Content starts

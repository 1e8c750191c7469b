//! Fetch request model and its validation boundary.
//!
//! A [`FetchRequest`] is immutable once built and fully determines a run:
//! which source artifact to fetch and which in-cluster service to tunnel to.
//! All identifier and kind validation happens in [`FetchRequestBuilder::build`],
//! before any process is spawned or directory created.

use std::fmt;
use std::str::FromStr;

use thiserror::Error;

use crate::tunnel::TunnelTarget;

/// Default namespace for both the source object and the staging service.
pub const DEFAULT_NAMESPACE: &str = "flux-system";

/// Default revision path segment.
pub const DEFAULT_REVISION: &str = "latest";

/// Default name of the staging service.
pub const DEFAULT_SERVICE_NAME: &str = "source-controller";

/// Default port of the staging service.
pub const DEFAULT_SERVICE_PORT: u16 = 80;

/// Default local end of the port-forward.
pub const DEFAULT_LOCAL_PORT: u16 = 8080;

/// Result type for request validation.
pub type ConfigResult<T> = Result<T, ConfigError>;

/// Configuration errors, detected before any side effect.
#[derive(Debug, Error, PartialEq, Eq)]
pub enum ConfigError {
    /// The source kind is not one of the supported kinds.
    #[error("source type {kind:?} not allowed, must be one of: {allowed}")]
    UnknownKind { kind: String, allowed: String },

    /// A required identifier was empty.
    #[error("{0} must not be empty")]
    MissingField(&'static str),

    /// A port was zero.
    #[error("{0} must be a non-zero port")]
    InvalidPort(&'static str),
}

/// Category of staged artifact.
#[derive(Debug, Clone, Copy, PartialEq, Eq, Hash)]
pub enum SourceKind {
    /// Git repository snapshot; its URL is computable locally.
    GitRepository,
    /// Packaged Helm chart; its URL is published in the object's status.
    HelmChart,
}

impl SourceKind {
    /// Every supported kind, in display order.
    pub const ALL: [SourceKind; 2] = [SourceKind::GitRepository, SourceKind::HelmChart];

    /// Lowercase identifier, also used as the first URL path segment.
    pub fn as_str(&self) -> &'static str {
        match self {
            SourceKind::GitRepository => "gitrepository",
            SourceKind::HelmChart => "helmchart",
        }
    }

    /// Comma-separated list of allowed identifiers.
    pub fn allowed() -> String {
        Self::ALL
            .iter()
            .map(SourceKind::as_str)
            .collect::<Vec<_>>()
            .join(", ")
    }
}

impl fmt::Display for SourceKind {
    fn fmt(&self, f: &mut fmt::Formatter<'_>) -> fmt::Result {
        f.write_str(self.as_str())
    }
}

impl FromStr for SourceKind {
    type Err = ConfigError;

    fn from_str(s: &str) -> Result<Self, Self::Err> {
        let wanted = s.trim().to_ascii_lowercase();
        Self::ALL
            .into_iter()
            .find(|kind| kind.as_str() == wanted)
            .ok_or_else(|| ConfigError::UnknownKind {
                kind: s.to_string(),
                allowed: Self::allowed(),
            })
    }
}

/// A validated, immutable description of one fetch.
#[derive(Debug, Clone, PartialEq, Eq)]
pub struct FetchRequest {
    kind: SourceKind,
    namespace: String,
    name: String,
    revision: String,
    tunnel: TunnelTarget,
}

impl FetchRequest {
    /// Start building a request for the named source object.
    pub fn builder(kind: SourceKind, name: impl Into<String>) -> FetchRequestBuilder {
        FetchRequestBuilder::new(kind, name)
    }

    pub fn kind(&self) -> SourceKind {
        self.kind
    }

    pub fn namespace(&self) -> &str {
        &self.namespace
    }

    pub fn name(&self) -> &str {
        &self.name
    }

    /// Opaque revision identifier, passed through verbatim.
    pub fn revision(&self) -> &str {
        &self.revision
    }

    /// Where the port-forward should point.
    pub fn tunnel(&self) -> &TunnelTarget {
        &self.tunnel
    }

    pub fn local_port(&self) -> u16 {
        self.tunnel.local_port
    }
}

/// Builder for [`FetchRequest`].
#[derive(Debug, Clone)]
pub struct FetchRequestBuilder {
    kind: SourceKind,
    namespace: String,
    name: String,
    revision: String,
    tunnel: TunnelTarget,
}

impl FetchRequestBuilder {
    fn new(kind: SourceKind, name: impl Into<String>) -> Self {
        Self {
            kind,
            namespace: DEFAULT_NAMESPACE.to_string(),
            name: name.into(),
            revision: DEFAULT_REVISION.to_string(),
            tunnel: TunnelTarget {
                service_namespace: DEFAULT_NAMESPACE.to_string(),
                service_name: DEFAULT_SERVICE_NAME.to_string(),
                local_port: DEFAULT_LOCAL_PORT,
                service_port: DEFAULT_SERVICE_PORT,
            },
        }
    }

    /// Set the namespace of the source object.
    pub fn namespace(mut self, namespace: impl Into<String>) -> Self {
        self.namespace = namespace.into();
        self
    }

    /// Set the revision path segment.
    pub fn revision(mut self, revision: impl Into<String>) -> Self {
        self.revision = revision.into();
        self
    }

    /// Set the namespace and name of the staging service.
    pub fn service(mut self, namespace: impl Into<String>, name: impl Into<String>) -> Self {
        self.tunnel.service_namespace = namespace.into();
        self.tunnel.service_name = name.into();
        self
    }

    /// Set the namespace of the staging service.
    pub fn service_namespace(mut self, namespace: impl Into<String>) -> Self {
        self.tunnel.service_namespace = namespace.into();
        self
    }

    /// Set the name of the staging service.
    pub fn service_name(mut self, name: impl Into<String>) -> Self {
        self.tunnel.service_name = name.into();
        self
    }

    /// Set the port the staging service listens on.
    pub fn service_port(mut self, port: u16) -> Self {
        self.tunnel.service_port = port;
        self
    }

    /// Set the local end of the port-forward.
    pub fn local_port(mut self, port: u16) -> Self {
        self.tunnel.local_port = port;
        self
    }

    /// Validate and freeze the request.
    pub fn build(self) -> ConfigResult<FetchRequest> {
        require_non_empty("name", &self.name)?;
        require_non_empty("namespace", &self.namespace)?;
        require_non_empty("revision", &self.revision)?;
        require_non_empty("service name", &self.tunnel.service_name)?;
        require_non_empty("service namespace", &self.tunnel.service_namespace)?;
        if self.tunnel.local_port == 0 {
            return Err(ConfigError::InvalidPort("local port"));
        }
        if self.tunnel.service_port == 0 {
            return Err(ConfigError::InvalidPort("service port"));
        }

        Ok(FetchRequest {
            kind: self.kind,
            namespace: self.namespace,
            name: self.name,
            revision: self.revision,
            tunnel: self.tunnel,
        })
    }
}

fn require_non_empty(field: &'static str, value: &str) -> ConfigResult<()> {
    if value.trim().is_empty() {
        Err(ConfigError::MissingField(field))
    } else {
        Ok(())
    }
}
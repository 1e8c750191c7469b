//! TCP readiness probing for the local end of a tunnel.

use std::net::{Ipv4Addr, SocketAddr, TcpStream};
use std::thread;
use std::time::{Duration, Instant};

use tracing::debug;

use super::error::{TunnelError, TunnelResult};

/// Default time to wait for the tunnel to accept connections.
pub const DEFAULT_READY_TIMEOUT: Duration = Duration::from_secs(10);

/// Default delay between connection attempts.
pub const DEFAULT_READY_INTERVAL: Duration = Duration::from_millis(200);

/// How long, and how often, to poll the local port.
#[derive(Debug, Clone, Copy, PartialEq, Eq)]
pub struct ReadinessProbe {
    pub timeout: Duration,
    pub interval: Duration,
}

impl Default for ReadinessProbe {
    fn default() -> Self {
        Self {
            timeout: DEFAULT_READY_TIMEOUT,
            interval: DEFAULT_READY_INTERVAL,
        }
    }
}

impl ReadinessProbe {
    /// Create a probe with the given overall timeout and default interval.
    pub fn with_timeout(timeout: Duration) -> Self {
        Self {
            timeout,
            ..Default::default()
        }
    }

    /// Poll `127.0.0.1:<port>` until it accepts a connection.
    ///
    /// `abort` is checked before every attempt; returning `Some(error)` stops
    /// the probe early (e.g. when the tunnel process already exited).
    pub fn wait<F>(&self, port: u16, mut abort: F) -> TunnelResult<()>
    where
        F: FnMut() -> Option<TunnelError>,
    {
        let addr = SocketAddr::from((Ipv4Addr::LOCALHOST, port));
        let started = Instant::now();
        let mut attempts = 0u32;

        loop {
            if let Some(err) = abort() {
                return Err(err);
            }

            attempts += 1;
            let connect_timeout = self.interval.max(Duration::from_millis(10));
            if TcpStream::connect_timeout(&addr, connect_timeout).is_ok() {
                debug!(
                    port,
                    attempts,
                    elapsed_ms = started.elapsed().as_millis() as u64,
                    "Tunnel is accepting connections"
                );
                return Ok(());
            }

            if started.elapsed() >= self.timeout {
                return Err(TunnelError::NotReady {
                    port,
                    waited: self.timeout,
                });
            }

            thread::sleep(self.interval);
        }
    }
}

#[cfg(test)]
mod tests {
    use super::*;
    use std::net::TcpListener;

    fn fast_probe(timeout_ms: u64) -> ReadinessProbe {
        ReadinessProbe {
            timeout: Duration::from_millis(timeout_ms),
            interval: Duration::from_millis(20),
        }
    }

    #[test]
    fn test_default_probe() {
        let probe = ReadinessProbe::default();
        assert_eq!(probe.timeout, Duration::from_secs(10));
        assert_eq!(probe.interval, Duration::from_millis(200));
    }

    #[test]
    fn test_ready_when_listening() {
        let listener = TcpListener::bind((Ipv4Addr::LOCALHOST, 0)).unwrap();
        let port = listener.local_addr().unwrap().port();

        assert!(fast_probe(1000).wait(port, || None).is_ok());
    }

    #[test]
    fn test_times_out_when_nothing_listens() {
        // Bind then drop to get a port that is very likely closed.
        let port = {
            let listener = TcpListener::bind((Ipv4Addr::LOCALHOST, 0)).unwrap();
            listener.local_addr().unwrap().port()
        };

        let err = fast_probe(150).wait(port, || None).unwrap_err();
        assert!(matches!(err, TunnelError::NotReady { port: p, .. } if p == port));
    }

    #[test]
    fn test_abort_short_circuits() {
        let listener = TcpListener::bind((Ipv4Addr::LOCALHOST, 0)).unwrap();
        let port = listener.local_addr().unwrap().port();

        let err = fast_probe(1000)
            .wait(port, || {
                Some(TunnelError::ExitedEarly {
                    status: "exit status: 1".to_string(),
                })
            })
            .unwrap_err();
        assert!(matches!(err, TunnelError::ExitedEarly { .. }));
    }
}
//! Sequencing of a single fetch run.
//!
//! ```text
//! Idle -> TunnelStarting -> TunnelActive -> Resolving -> Downloading
//!      -> Extracting -> TunnelStopping -> Done | Failed
//! ```
//!
//! Once the tunnel has started, every path (success, readiness failure,
//! staging, resolution, download or extraction errors, operator interrupt)
//! passes through `TunnelStopping` exactly once. A failed start ends in
//! `Failed` without a stop.

use std::fmt;
use std::path::PathBuf;

use tracing::{debug, error, info};

use crate::config::FetchConfig;
use crate::error::{RunError, RunResult};
use crate::fetch::{ArtifactFetcher, FetchError, FetchResult, FetchSummary, HttpFetcher};
use crate::request::FetchRequest;
use crate::signal::InterruptRelay;
use crate::source::{self, ArtifactUrl, KubeStatusResolver, StatusUrlResolver};
use crate::staging::StagingDirectory;
use crate::tunnel::{KubectlPortForward, ReadinessProbe, TunnelHandle, TunnelSupervisor};

/// Where a run currently is.
#[derive(Debug, Clone, Copy, PartialEq, Eq)]
pub enum Phase {
    Idle,
    TunnelStarting,
    TunnelActive,
    Resolving,
    Downloading,
    Extracting,
    TunnelStopping,
    Done,
    Failed,
}

impl fmt::Display for Phase {
    fn fmt(&self, f: &mut fmt::Formatter<'_>) -> fmt::Result {
        let name = match self {
            Phase::Idle => "idle",
            Phase::TunnelStarting => "tunnel-starting",
            Phase::TunnelActive => "tunnel-active",
            Phase::Resolving => "resolving",
            Phase::Downloading => "downloading",
            Phase::Extracting => "extracting",
            Phase::TunnelStopping => "tunnel-stopping",
            Phase::Done => "done",
            Phase::Failed => "failed",
        };
        f.write_str(name)
    }
}

/// Result of a successful run.
#[derive(Debug, Clone, PartialEq, Eq)]
pub struct FetchOutcome {
    /// Directory the artifact was extracted into.
    pub staging_dir: PathBuf,
    /// URL the artifact was downloaded from.
    pub url: ArtifactUrl,
    pub summary: FetchSummary,
}

/// Runs tunnel, resolution and download in order, always tearing the
/// tunnel down once it was started.
#[derive(Debug)]
pub struct Orchestrator<S, R, F> {
    supervisor: S,
    resolver: R,
    fetcher: F,
    probe: ReadinessProbe,
    staging_root: PathBuf,
    relay: Option<InterruptRelay>,
}

impl Orchestrator<KubectlPortForward, KubeStatusResolver, HttpFetcher> {
    /// Production wiring from runtime settings.
    pub fn from_config(config: &FetchConfig) -> FetchResult<Self> {
        Ok(Self::new(
            config.port_forward(),
            config.status_resolver(),
            config.http_fetcher()?,
        )
        .with_readiness_probe(config.readiness_probe())
        .with_staging_root(config.staging_root()))
    }
}

impl<S, R, F> Orchestrator<S, R, F>
where
    S: TunnelSupervisor,
    R: StatusUrlResolver,
    F: ArtifactFetcher,
{
    pub fn new(supervisor: S, resolver: R, fetcher: F) -> Self {
        Self {
            supervisor,
            resolver,
            fetcher,
            probe: ReadinessProbe::default(),
            staging_root: std::env::temp_dir(),
            relay: None,
        }
    }

    pub fn with_readiness_probe(mut self, probe: ReadinessProbe) -> Self {
        self.probe = probe;
        self
    }

    /// Directory under which staging directories are created.
    pub fn with_staging_root(mut self, root: impl Into<PathBuf>) -> Self {
        self.staging_root = root.into();
        self
    }

    /// Forward interrupts into the tunnel's shutdown channel while it is up.
    pub fn with_interrupt_relay(mut self, relay: InterruptRelay) -> Self {
        self.relay = Some(relay);
        self
    }

    /// Fetch the artifact described by `request`.
    pub fn run(&self, request: &FetchRequest) -> RunResult<FetchOutcome> {
        let mut phase = PhaseTracker::default();

        if let Some(relay) = &self.relay {
            relay.begin();
        }
        phase.enter(Phase::TunnelStarting);
        let handle = match self.supervisor.start(request.tunnel()) {
            Ok(handle) => handle,
            Err(err) => {
                self.end_relay();
                phase.enter(Phase::Failed);
                return Err(RunError::TunnelStart(err));
            }
        };
        phase.enter(Phase::TunnelActive);

        if let (Some(relay), Some(sender)) = (&self.relay, handle.shutdown_sender()) {
            relay.arm(sender);
        }

        let result = self.fetch_through(&handle, request, &mut phase);

        phase.enter(Phase::TunnelStopping);
        let teardown = handle.stop();
        self.end_relay();

        let result = match (result, teardown) {
            (result, Ok(())) => result,
            (Ok(_), Err(stop_err)) => Err(RunError::Teardown(stop_err)),
            (Err(err), Err(stop_err)) => {
                error!(error = %stop_err, "Failed to stop port forwarding");
                Err(err)
            }
        };

        let result = match result {
            Err(err) if self.interrupted() && !matches!(err, RunError::Teardown(_)) => {
                debug!(error = %err, "Run failed after interrupt");
                Err(RunError::Interrupted)
            }
            other => other,
        };

        match &result {
            Ok(outcome) => {
                phase.enter(Phase::Done);
                info!(
                    dir = %outcome.staging_dir.display(),
                    entries = outcome.summary.entries,
                    "Fetch complete"
                );
            }
            Err(_) => phase.enter(Phase::Failed),
        }
        result
    }

    /// Everything that happens while the tunnel is up.
    fn fetch_through(
        &self,
        handle: &S::Handle,
        request: &FetchRequest,
        phase: &mut PhaseTracker,
    ) -> RunResult<FetchOutcome> {
        handle
            .wait_ready(&self.probe)
            .map_err(RunError::TunnelNotReady)?;

        let staging = StagingDirectory::create(&self.staging_root, request)?;
        info!(dir = %staging.path().display(), "Created staging directory");

        phase.enter(Phase::Resolving);
        let url = source::resolve_artifact_url(request, handle.local_port(), &self.resolver)?;

        phase.enter(Phase::Downloading);
        info!(url = %url, "Downloading artifact");
        let summary = match self.fetcher.fetch(&url, staging.path()) {
            Ok(summary) => summary,
            Err(err) => {
                if matches!(err, FetchError::Extraction { .. }) {
                    phase.enter(Phase::Extracting);
                }
                return Err(err.into());
            }
        };
        phase.enter(Phase::Extracting);

        Ok(FetchOutcome {
            staging_dir: staging.into_path(),
            url,
            summary,
        })
    }

    fn end_relay(&self) {
        if let Some(relay) = &self.relay {
            relay.disarm();
        }
    }

    fn interrupted(&self) -> bool {
        self.relay
            .as_ref()
            .is_some_and(InterruptRelay::was_interrupted)
    }
}

/// Logs phase transitions.
#[derive(Debug)]
struct PhaseTracker {
    current: Phase,
}

impl Default for PhaseTracker {
    fn default() -> Self {
        Self {
            current: Phase::Idle,
        }
    }
}

impl PhaseTracker {
    fn enter(&mut self, next: Phase) {
        debug!(from = %self.current, to = %next, "Phase transition");
        self.current = next;
    }
}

Content ends

For every line of the material that holds the word "Option", make a copy.

        F: FnMut() -> Option<TunnelError>,
    relay: Option<InterruptRelay>,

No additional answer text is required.